* Problem to solve:
Could you copy every line of the data that contains "axum"?

* Input records:
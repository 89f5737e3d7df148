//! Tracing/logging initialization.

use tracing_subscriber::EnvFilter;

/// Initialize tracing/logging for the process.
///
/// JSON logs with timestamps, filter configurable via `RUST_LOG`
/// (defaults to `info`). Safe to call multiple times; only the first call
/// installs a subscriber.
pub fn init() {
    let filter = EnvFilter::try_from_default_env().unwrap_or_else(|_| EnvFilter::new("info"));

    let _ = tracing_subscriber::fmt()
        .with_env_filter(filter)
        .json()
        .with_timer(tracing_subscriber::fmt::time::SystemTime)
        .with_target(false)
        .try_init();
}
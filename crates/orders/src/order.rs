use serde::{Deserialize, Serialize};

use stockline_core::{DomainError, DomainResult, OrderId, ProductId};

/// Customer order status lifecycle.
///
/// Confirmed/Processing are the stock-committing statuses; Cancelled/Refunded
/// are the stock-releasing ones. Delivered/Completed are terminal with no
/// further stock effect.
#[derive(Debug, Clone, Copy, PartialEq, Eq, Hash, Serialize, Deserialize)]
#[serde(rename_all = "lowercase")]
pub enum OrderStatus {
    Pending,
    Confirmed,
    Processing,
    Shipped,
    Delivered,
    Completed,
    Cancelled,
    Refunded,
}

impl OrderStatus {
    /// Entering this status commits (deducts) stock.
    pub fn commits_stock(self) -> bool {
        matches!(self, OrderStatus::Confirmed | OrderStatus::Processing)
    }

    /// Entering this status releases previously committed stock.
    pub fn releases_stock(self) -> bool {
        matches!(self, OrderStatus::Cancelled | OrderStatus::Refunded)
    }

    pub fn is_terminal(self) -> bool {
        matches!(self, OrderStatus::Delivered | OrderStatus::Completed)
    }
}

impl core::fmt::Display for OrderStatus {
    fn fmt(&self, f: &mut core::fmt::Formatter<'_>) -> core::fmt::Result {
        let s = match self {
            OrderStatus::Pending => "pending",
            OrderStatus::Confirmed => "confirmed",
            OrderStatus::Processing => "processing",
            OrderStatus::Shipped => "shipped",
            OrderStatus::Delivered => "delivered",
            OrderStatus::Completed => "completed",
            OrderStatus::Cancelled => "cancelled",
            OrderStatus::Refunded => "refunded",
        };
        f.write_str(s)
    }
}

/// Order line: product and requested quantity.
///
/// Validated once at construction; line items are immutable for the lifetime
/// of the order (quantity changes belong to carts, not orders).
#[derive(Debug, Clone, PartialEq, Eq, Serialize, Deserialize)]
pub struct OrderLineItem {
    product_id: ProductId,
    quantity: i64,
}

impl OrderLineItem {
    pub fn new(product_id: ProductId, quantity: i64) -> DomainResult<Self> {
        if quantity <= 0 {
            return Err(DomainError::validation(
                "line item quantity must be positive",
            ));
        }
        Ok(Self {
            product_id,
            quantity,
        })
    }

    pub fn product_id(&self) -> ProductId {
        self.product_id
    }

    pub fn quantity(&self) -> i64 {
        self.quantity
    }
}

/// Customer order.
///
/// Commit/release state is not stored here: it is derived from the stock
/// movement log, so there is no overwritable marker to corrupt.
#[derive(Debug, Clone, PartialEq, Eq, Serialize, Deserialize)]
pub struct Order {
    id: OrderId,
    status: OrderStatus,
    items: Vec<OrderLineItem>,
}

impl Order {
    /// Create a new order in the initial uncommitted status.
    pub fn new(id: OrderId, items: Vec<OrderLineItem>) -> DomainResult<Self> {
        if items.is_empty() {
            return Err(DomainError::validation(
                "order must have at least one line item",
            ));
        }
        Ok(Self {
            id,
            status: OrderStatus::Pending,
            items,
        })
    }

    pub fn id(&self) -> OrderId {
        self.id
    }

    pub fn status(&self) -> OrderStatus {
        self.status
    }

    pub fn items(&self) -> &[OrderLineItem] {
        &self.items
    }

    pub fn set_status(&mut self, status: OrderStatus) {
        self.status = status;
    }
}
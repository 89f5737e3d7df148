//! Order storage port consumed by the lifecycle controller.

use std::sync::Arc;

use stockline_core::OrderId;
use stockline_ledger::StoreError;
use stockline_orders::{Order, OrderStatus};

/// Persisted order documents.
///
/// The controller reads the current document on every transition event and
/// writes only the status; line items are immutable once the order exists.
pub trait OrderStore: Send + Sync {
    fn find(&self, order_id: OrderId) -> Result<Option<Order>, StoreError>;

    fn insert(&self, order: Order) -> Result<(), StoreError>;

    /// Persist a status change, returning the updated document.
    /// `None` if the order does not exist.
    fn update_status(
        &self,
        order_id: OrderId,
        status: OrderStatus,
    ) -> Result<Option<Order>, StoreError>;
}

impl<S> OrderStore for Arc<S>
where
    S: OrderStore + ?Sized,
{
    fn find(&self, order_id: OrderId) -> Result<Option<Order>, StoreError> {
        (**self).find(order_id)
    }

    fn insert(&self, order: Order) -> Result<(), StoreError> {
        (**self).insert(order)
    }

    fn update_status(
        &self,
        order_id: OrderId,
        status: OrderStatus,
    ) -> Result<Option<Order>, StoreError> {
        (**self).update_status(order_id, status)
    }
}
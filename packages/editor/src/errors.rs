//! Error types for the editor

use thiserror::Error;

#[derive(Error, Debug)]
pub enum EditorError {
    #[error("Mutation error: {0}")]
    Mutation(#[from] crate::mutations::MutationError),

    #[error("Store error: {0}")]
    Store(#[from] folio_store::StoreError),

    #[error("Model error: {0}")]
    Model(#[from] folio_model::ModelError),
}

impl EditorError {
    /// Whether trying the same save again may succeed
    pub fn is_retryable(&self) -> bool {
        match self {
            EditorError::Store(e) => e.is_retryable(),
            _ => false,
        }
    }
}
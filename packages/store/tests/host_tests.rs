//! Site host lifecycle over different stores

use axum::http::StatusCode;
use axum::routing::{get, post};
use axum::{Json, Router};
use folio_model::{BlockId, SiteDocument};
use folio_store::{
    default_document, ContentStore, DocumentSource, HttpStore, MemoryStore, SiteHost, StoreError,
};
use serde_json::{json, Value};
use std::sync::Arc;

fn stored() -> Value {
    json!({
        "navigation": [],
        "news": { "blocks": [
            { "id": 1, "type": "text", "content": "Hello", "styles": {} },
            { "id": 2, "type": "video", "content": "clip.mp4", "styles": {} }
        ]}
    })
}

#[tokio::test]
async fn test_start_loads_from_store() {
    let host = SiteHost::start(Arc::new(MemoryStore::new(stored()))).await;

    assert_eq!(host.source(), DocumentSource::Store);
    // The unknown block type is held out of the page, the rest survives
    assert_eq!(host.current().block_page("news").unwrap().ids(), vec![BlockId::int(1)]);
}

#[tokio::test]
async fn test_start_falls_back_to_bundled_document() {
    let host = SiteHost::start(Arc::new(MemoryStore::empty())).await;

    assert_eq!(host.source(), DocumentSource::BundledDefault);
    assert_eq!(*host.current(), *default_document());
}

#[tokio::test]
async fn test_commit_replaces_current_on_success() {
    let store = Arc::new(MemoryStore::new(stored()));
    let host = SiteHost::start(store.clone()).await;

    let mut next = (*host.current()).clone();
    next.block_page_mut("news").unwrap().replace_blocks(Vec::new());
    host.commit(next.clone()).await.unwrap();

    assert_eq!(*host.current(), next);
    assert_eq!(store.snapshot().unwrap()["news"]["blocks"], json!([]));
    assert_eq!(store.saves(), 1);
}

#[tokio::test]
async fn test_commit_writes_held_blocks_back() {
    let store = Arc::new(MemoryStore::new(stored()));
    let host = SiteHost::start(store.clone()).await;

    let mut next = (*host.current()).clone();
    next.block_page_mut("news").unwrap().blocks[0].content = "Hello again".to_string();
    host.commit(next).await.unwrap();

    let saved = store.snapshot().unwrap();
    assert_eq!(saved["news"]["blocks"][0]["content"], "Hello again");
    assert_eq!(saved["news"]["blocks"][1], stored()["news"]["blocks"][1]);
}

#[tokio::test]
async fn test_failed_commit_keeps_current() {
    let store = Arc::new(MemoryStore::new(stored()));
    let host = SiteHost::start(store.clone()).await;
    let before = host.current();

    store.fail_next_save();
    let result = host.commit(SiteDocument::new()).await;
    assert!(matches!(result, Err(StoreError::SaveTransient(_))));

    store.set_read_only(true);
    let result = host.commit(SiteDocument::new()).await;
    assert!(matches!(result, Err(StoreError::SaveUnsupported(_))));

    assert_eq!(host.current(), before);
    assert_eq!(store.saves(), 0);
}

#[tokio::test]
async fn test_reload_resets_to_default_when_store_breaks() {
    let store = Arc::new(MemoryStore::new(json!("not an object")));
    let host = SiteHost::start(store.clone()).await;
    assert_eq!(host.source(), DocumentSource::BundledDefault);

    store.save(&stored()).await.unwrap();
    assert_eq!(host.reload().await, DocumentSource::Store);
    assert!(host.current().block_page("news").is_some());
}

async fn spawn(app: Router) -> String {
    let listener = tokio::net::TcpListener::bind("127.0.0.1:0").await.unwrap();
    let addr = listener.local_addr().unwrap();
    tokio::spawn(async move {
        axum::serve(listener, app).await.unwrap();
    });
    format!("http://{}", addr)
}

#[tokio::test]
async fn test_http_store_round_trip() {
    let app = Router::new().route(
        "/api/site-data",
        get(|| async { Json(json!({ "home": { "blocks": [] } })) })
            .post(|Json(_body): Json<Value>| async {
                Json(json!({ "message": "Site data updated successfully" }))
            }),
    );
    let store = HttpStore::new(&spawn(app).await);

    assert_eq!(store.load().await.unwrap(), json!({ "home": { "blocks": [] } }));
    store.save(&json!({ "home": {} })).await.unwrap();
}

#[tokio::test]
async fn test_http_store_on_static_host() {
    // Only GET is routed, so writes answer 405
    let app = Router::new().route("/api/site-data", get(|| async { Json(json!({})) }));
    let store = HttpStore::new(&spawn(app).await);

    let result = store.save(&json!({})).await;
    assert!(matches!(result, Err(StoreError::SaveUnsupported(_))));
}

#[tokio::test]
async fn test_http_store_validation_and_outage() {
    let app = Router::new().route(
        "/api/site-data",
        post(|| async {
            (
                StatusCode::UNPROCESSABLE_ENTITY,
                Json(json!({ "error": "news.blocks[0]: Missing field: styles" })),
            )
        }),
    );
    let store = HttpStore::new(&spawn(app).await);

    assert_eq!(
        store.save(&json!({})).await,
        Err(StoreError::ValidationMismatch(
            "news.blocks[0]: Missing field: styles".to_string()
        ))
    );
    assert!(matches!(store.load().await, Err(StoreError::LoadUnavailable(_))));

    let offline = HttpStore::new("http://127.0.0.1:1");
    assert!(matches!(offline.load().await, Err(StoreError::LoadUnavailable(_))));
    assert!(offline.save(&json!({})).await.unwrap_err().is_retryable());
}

* Response to this task:
use axum::http::StatusCode;
use axum::routing::{get, post};
use axum::{Json, Router};
        axum::serve(listener, app).await.unwrap();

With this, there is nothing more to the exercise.